The sheer frequency of unusual deaths befalling so many prominent businessmen who have criticised Putin is bound to lead to questions. Even without pointing fingers, it is hard not to spot a pattern.
Incidents like these highlight why Western businesses that fled Russia at the start of the year won’t return even after the war in Ukraine inevitably ends. It is simply an unsafe place to do business.
Back when Putin were merely an aide to Anatoly Sobchak we all faced that calculation. The “reorganisation” of Russian business life was markedly violent.
But as non-Russian – OK, “Western” non-Russians – we were distinctly privileged. Sure, we faced the usual low level bribe and thuggery. Got mugged by the police sorta thing. The usual bribery to get anything done. But the vast violence was really pretty much restricted to the Russian side of the business world. The metals world was not just thuggish it was actually warlike at times. Pitched battles in at least one case I know of. But no westerners were ever shot. The one westerner I know who was shot was in the hotel business and he was being very, very, brave in that Yes Minister sense. Vastly too much so. As he himself knew in fact.
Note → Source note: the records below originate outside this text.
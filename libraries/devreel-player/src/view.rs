//! Render snapshot of a player

use crate::types::PlaybackState;
use crate::volume::VolumeIcon;
use serde::{Deserialize, Serialize};

/// Everything a view needs to draw the player
#[derive(Debug, Clone, PartialEq, Serialize, Deserialize)]
pub struct PlayerView {
    pub mounted: bool,
    pub state: PlaybackState,
    pub buffering: bool,
    pub current_time: f64,
    pub duration: Option<f64>,
    pub progress_percent: f64,

    /// e.g. "1:00 / 2:00"
    pub time_label: String,

    pub controls_visible: bool,
    pub volume_level: f64,
    pub muted: bool,
    pub volume_icon: VolumeIcon,
    pub settings_open: bool,
    pub speed: f64,
    pub speed_label: String,
    pub quality: String,
    pub qualities: Vec<String>,
    pub fullscreen: bool,
    pub poster: Option<String>,
}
The fact is that while Russian society, as a random wandering around, was dangerous and it still is, the business world was pretty safe for foreigners. Precisely and exactly because they were foreigners.
This is hardly new information. Bob Dudley, the former chief executive of BP, famously had to flee Russia in 2008 as a result of what the company termed an “orchestrated campaign of harassment”.
When Dan Rapoport, another critic of the war, fell to his death from a luxury apartment building in Washington DC in August, campaigner Bill Browder called the circumstances “extremely suspicious.” He should know – he’s been warning about the dangers of doing business in Russia for more than a decade.
Browder was a hedge fund manager who until 2005 was a major investor in Russia. His former lawyer in the country, Sergei Magnitsky, died in prison in 2009 after exposing a massive government fraud. Browder says his friend was denied medical treatment.
Good examples of the point. No Russian oil exec who fell foul would be harassed, they’d be dead. Magnitsky was indeed appallingly treated – murdered likely. Any western lawyer would be advised – fairly strongly – to get on a plane.
Different folk get treated differently.
Is the correct way to view it as a Slavic version of Arkancide?
One of the better jokes I saw was that in Putins advent calendar every time he opens a window an oligarch falls out
Still happening as it’s an orthodox calendar
Another.
https://www.the-sun.com/news/7003433/mystery-death-russian-general-putin/
This sort of thing can backfire badly, though. The more people think they’re likely to get whacked, the more the disincentive to move against Putin is replaced by an incentive.